DATA Block Start

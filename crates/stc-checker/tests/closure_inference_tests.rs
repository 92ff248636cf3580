//! Closure parameter and return inference through extension method calls.

use stc_ast::{AstBuilder, BinaryOp, NodeIndex, TypeRef};
use stc_checker::{CheckResult, CheckerOptions, check_unit};
use stc_solver::{TypeDatabase, TypeId, TypeStore};

fn check(mut b: AstBuilder, classes: Vec<NodeIndex>, script: Vec<NodeIndex>) -> (TypeStore, CheckResult) {
    let root = b.unit(classes, script);
    let arena = b.finish();
    let mut store = TypeStore::new();
    let result =
        check_unit(&mut store, &arena, root, CheckerOptions::default()).expect("check succeeds");
    (store, result)
}

fn int_list(b: &mut AstBuilder, values: &[i64]) -> NodeIndex {
    let elements = values.iter().map(|&v| b.int(v)).collect();
    b.list(elements)
}

fn arg_types(result: &CheckResult, closure: NodeIndex) -> Option<Vec<TypeId>> {
    result
        .metadata
        .get(closure)
        .and_then(|m| m.closure_arg_types.clone())
}

#[test]
fn test_chained_list_calls() {
    let mut b = AstBuilder::new();
    let list = int_list(&mut b, &[1, 2, 3]);
    let it = b.var("it");
    let one = b.int(1);
    let keep = b.binary(BinaryOp::Greater, it, one);
    let body = b.expr_stmt(keep);
    let filter = b.closure(None, vec![body]);
    let filtered = b.call(list, "findAll", vec![filter]);
    let it = b.var("it");
    let two = b.double(2.5);
    let scaled = b.binary(BinaryOp::Multiply, it, two);
    let body = b.expr_stmt(scaled);
    let mapper = b.closure(None, vec![body]);
    let mapped = b.call(filtered, "collect", vec![mapper]);
    let stmt = b.expr_stmt(mapped);
    let (store, result) = check(b, Vec::new(), vec![stmt]);

    let wk = store.well_known();
    let integer = store.class_type(wk.integer, &[]);
    let double = store.class_type(wk.double, &[]);
    assert!(result.diagnostics.is_empty());
    assert_eq!(result.metadata.inferred_type(keep), Some(TypeId::BOOLEAN));
    assert_eq!(result.metadata.inferred_type(filtered), Some(store.class_type(wk.list, &[integer])));
    assert_eq!(arg_types(&result, mapper), Some(vec![integer]));
    assert_eq!(result.metadata.inferred_type(scaled), Some(TypeId::DOUBLE));
    assert_eq!(result.metadata.inferred_type(mapped), Some(store.class_type(wk.list, &[double])));
}

#[test]
fn test_map_each_with_key_value_or_entry() {
    let mut b = AstBuilder::new();
    let key = b.string("a");
    let one = b.int(1);
    let map = b.map(vec![(key, one)]);
    let decl = b.def("m", map);

    let receiver = b.var("m");
    let k = b.var("k");
    let body = b.expr_stmt(k);
    let pair = b.closure(
        Some(vec![AstBuilder::param("k", None), AstBuilder::param("v", None)]),
        vec![body],
    );
    let call = b.call(receiver, "each", vec![pair]);
    let first = b.expr_stmt(call);

    let receiver = b.var("m");
    let e = b.var("e");
    let body = b.expr_stmt(e);
    let single = b.closure(Some(vec![AstBuilder::param("e", None)]), vec![body]);
    let call = b.call(receiver, "each", vec![single]);
    let second = b.expr_stmt(call);
    let (store, result) = check(b, Vec::new(), vec![decl, first, second]);

    let wk = store.well_known();
    let string = store.string_type();
    let integer = store.class_type(wk.integer, &[]);
    assert!(result.diagnostics.is_empty());
    assert_eq!(arg_types(&result, pair), Some(vec![string, integer]));
    assert_eq!(
        arg_types(&result, single),
        Some(vec![store.class_type(wk.map_entry, &[string, integer])])
    );
}

#[test]
fn test_times_passes_the_counter() {
    let mut b = AstBuilder::new();
    let five = b.int(5);
    let it = b.var("it");
    let body = b.expr_stmt(it);
    let closure = b.closure(None, vec![body]);
    let call = b.call(five, "times", vec![closure]);
    let stmt = b.expr_stmt(call);
    let (_, result) = check(b, Vec::new(), vec![stmt]);

    assert!(result.diagnostics.is_empty());
    assert_eq!(result.metadata.inferred_type(it), Some(TypeId::INT));
    assert_eq!(result.metadata.inferred_type(call), Some(TypeId::VOID));
}

#[test]
fn test_nested_closures_see_their_own_hints() {
    let mut b = AstBuilder::new();
    let inner_list = int_list(&mut b, &[1]);
    let outer_list = b.list(vec![inner_list]);
    let inner = b.var("inner");
    let it = b.var("it");
    let body = b.expr_stmt(it);
    let inner_closure = b.closure(None, vec![body]);
    let inner_call = b.call(inner, "each", vec![inner_closure]);
    let body = b.expr_stmt(inner_call);
    let outer_closure = b.closure(Some(vec![AstBuilder::param("inner", None)]), vec![body]);
    let call = b.call(outer_list, "each", vec![outer_closure]);
    let stmt = b.expr_stmt(call);
    let (store, result) = check(b, Vec::new(), vec![stmt]);

    let wk = store.well_known();
    let integer = store.class_type(wk.integer, &[]);
    let inner_type = store.class_type(wk.array_list, &[integer]);
    assert!(result.diagnostics.is_empty());
    assert_eq!(arg_types(&result, outer_closure), Some(vec![inner_type]));
    assert_eq!(result.metadata.inferred_type(inner), Some(inner_type));
    assert_eq!(result.metadata.inferred_type(it), Some(integer));
}

#[test]
fn test_with_resolves_implicit_calls_on_delegate() {
    let mut b = AstBuilder::new();
    let text = b.string("abc");
    let length = b.implicit_call("length", Vec::new());
    let body = b.expr_stmt(length);
    let closure = b.closure(None, vec![body]);
    let call = b.call(text, "with", vec![closure]);
    let stmt = b.expr_stmt(call);
    let (store, result) = check(b, Vec::new(), vec![stmt]);

    let integer = store.class_type(store.well_known().integer, &[]);
    assert!(result.diagnostics.is_empty());
    assert_eq!(result.metadata.inferred_type(length), Some(TypeId::INT));
    assert_eq!(
        result
            .metadata
            .get(length)
            .and_then(|m| m.implicit_receiver.as_deref()),
        Some("delegate")
    );
    assert_eq!(result.metadata.inferred_return_type(closure), Some(integer));
    assert_eq!(result.metadata.inferred_type(call), Some(integer));
}

#[test]
fn test_outer_delegate_is_reached_through_owner() {
    let mut b = AstBuilder::new();
    let name = b.field("name", Some(TypeRef::named("String")), NodeIndex::NONE);
    let class = b.class("Person", vec![name], Vec::new());
    let person = b.new_instance(TypeRef::named("Person"), Vec::new());

    let text = b.string("x");
    let read = b.var("name");
    let body = b.expr_stmt(read);
    let inner = b.closure(None, vec![body]);
    let inner_call = b.call(text, "with", vec![inner]);
    let body = b.expr_stmt(inner_call);
    let outer = b.closure(None, vec![body]);
    let call = b.call(person, "with", vec![outer]);
    let stmt = b.expr_stmt(call);
    let (store, result) = check(b, vec![class], vec![stmt]);

    assert!(result.diagnostics.is_empty());
    assert_eq!(result.metadata.inferred_type(read), Some(store.string_type()));
    assert_eq!(
        result
            .metadata
            .get(read)
            .and_then(|m| m.implicit_receiver.as_deref()),
        Some("owner.delegate")
    );
}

DATA Block End

### TASK PROMPT:
Each line above that holds the string "second" should be copied and shown.

### ANSWER TO THIS TASK:
    let second = b.expr_stmt(call);
    let (store, result) = check(b, Vec::new(), vec![decl, first, second]);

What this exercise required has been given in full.